**Instructions for the task:**
Within the data below, copy each line where the string "true" is found.

**Record set:**
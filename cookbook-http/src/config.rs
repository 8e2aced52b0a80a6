//! Server settings read from the environment

use anyhow::{bail, Context};
use cookbook_lakehouse::{Cookbook, IdentityView};

/// Optional admin identity seeded at startup
#[derive(Debug, Clone)]
pub struct AdminSeed {
    pub display_name: String,
    pub address: String,
    pub secret: String,
}

impl AdminSeed {
    /// Create the admin if its address is free. Fails if the address already
    /// belongs to a non-admin identity.
    pub async fn apply(&self, cookbook: &Cookbook) -> anyhow::Result<IdentityView> {
        let view = cookbook
            .auth()
            .ensure_admin(
                self.display_name.clone(),
                self.address.clone(),
                self.secret.clone(),
            )
            .await
            .context("seeding bootstrap admin")?;
        if !view.role.is_admin() {
            bail!(
                "bootstrap admin address {} belongs to identity {} without the admin role",
                self.address,
                view.id
            );
        }
        Ok(view)
    }
}

#[derive(Debug, Clone)]
pub struct ServerConfig {
    pub port: u16,
    pub cookie_secure: bool,
    pub admin: Option<AdminSeed>,
}

impl ServerConfig {
    /// `PORT` (default 8080), `COOKBOOK_COOKIE_SECURE` (default true) and the
    /// `COOKBOOK_ADMIN_*` triple, which must be given together or not at all.
    pub fn from_env() -> anyhow::Result<Self> {
        let port = match std::env::var("PORT") {
            Ok(raw) => raw.parse().with_context(|| format!("invalid PORT: {raw}"))?,
            Err(_) => 8080,
        };

        let cookie_secure = match std::env::var("COOKBOOK_COOKIE_SECURE") {
            Ok(raw) => parse_flag(&raw)
                .with_context(|| format!("invalid COOKBOOK_COOKIE_SECURE: {raw}"))?,
            Err(_) => true,
        };

        let admin = match (
            std::env::var("COOKBOOK_ADMIN_NAME").ok(),
            std::env::var("COOKBOOK_ADMIN_ADDRESS").ok(),
            std::env::var("COOKBOOK_ADMIN_SECRET").ok(),
        ) {
            (Some(display_name), Some(address), Some(secret)) => Some(AdminSeed {
                display_name,
                address,
                secret,
            }),
            (None, None, None) => None,
            _ => bail!(
                "COOKBOOK_ADMIN_NAME, COOKBOOK_ADMIN_ADDRESS and COOKBOOK_ADMIN_SECRET must be set together"
            ),
        };

        Ok(Self {
            port,
            cookie_secure,
            admin,
        })
    }
}

fn parse_flag(raw: &str) -> Option<bool> {
    match raw.trim().to_ascii_lowercase().as_str() {
        "1" | "true" | "yes" | "on" => Some(true),
        "0" | "false" | "no" | "off" => Some(false),
        _ => None,
    }
}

**Response for this exercise:**
    /// `PORT` (default 8080), `COOKBOOK_COOKIE_SECURE` (default true) and the
            Err(_) => true,
        "1" | "true" | "yes" | "on" => Some(true),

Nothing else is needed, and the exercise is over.